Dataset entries
╭──

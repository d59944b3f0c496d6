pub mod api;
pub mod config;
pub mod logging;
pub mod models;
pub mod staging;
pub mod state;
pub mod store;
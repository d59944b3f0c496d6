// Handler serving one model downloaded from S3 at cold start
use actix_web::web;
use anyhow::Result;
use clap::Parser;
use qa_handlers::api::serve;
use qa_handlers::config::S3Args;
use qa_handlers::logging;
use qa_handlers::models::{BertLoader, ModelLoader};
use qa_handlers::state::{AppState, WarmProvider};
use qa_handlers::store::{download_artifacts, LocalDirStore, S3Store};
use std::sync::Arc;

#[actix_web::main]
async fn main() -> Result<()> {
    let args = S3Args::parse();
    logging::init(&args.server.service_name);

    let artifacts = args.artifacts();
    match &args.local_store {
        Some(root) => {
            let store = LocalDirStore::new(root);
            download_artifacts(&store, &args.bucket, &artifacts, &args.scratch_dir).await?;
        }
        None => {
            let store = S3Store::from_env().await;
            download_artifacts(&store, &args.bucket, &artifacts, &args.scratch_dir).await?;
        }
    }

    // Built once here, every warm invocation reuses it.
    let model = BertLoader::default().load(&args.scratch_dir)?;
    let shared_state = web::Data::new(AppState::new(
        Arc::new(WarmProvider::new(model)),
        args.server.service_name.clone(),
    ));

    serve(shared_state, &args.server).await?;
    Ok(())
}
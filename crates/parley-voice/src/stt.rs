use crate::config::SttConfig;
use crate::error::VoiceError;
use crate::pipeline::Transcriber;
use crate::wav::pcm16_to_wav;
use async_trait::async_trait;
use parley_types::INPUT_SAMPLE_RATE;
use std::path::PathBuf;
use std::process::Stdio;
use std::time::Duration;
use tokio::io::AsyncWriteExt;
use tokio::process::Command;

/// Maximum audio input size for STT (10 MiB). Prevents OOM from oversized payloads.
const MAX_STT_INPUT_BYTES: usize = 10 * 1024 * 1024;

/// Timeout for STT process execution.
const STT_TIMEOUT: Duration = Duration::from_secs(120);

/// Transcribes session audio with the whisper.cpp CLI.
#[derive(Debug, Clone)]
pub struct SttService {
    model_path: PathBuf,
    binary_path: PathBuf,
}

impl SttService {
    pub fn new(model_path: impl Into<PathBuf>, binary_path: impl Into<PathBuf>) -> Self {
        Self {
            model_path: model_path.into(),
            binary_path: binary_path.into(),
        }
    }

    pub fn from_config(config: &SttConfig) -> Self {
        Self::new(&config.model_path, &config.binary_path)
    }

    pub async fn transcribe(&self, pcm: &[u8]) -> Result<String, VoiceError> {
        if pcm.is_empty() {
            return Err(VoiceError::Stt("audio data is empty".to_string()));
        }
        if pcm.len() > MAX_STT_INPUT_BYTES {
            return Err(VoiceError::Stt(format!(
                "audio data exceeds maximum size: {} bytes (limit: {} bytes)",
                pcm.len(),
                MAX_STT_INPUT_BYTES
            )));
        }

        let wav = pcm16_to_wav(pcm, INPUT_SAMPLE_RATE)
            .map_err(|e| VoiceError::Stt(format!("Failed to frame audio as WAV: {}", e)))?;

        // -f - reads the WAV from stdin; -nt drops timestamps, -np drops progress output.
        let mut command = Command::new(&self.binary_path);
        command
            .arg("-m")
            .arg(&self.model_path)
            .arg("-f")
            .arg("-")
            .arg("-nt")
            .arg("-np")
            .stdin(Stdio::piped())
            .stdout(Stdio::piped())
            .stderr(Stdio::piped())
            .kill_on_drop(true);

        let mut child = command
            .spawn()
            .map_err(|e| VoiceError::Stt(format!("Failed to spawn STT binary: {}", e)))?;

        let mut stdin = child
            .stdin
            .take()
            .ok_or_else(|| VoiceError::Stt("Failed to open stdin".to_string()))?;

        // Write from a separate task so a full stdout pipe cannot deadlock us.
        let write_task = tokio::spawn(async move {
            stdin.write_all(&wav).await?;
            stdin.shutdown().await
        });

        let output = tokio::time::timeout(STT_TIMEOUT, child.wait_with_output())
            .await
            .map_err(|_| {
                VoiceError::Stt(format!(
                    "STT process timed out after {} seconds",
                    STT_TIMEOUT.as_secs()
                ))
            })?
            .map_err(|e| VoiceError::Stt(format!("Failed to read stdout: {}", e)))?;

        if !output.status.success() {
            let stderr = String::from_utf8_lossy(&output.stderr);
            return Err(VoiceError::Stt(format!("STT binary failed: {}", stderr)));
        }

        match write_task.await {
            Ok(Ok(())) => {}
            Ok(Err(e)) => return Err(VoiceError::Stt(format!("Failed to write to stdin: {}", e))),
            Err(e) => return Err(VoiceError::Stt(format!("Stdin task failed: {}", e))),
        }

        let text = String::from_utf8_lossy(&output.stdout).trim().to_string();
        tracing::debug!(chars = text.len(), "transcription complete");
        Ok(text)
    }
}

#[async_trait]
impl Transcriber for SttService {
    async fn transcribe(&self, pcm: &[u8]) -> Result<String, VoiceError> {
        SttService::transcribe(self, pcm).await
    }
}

╰──

→ WORK INSTRUCTIONS: Each line in the data that holds the string "server" must be returned.

→ SOLUTION FOR THIS TASK:
    logging::init(&args.server.service_name);
        args.server.service_name.clone(),
    serve(shared_state, &args.server).await?;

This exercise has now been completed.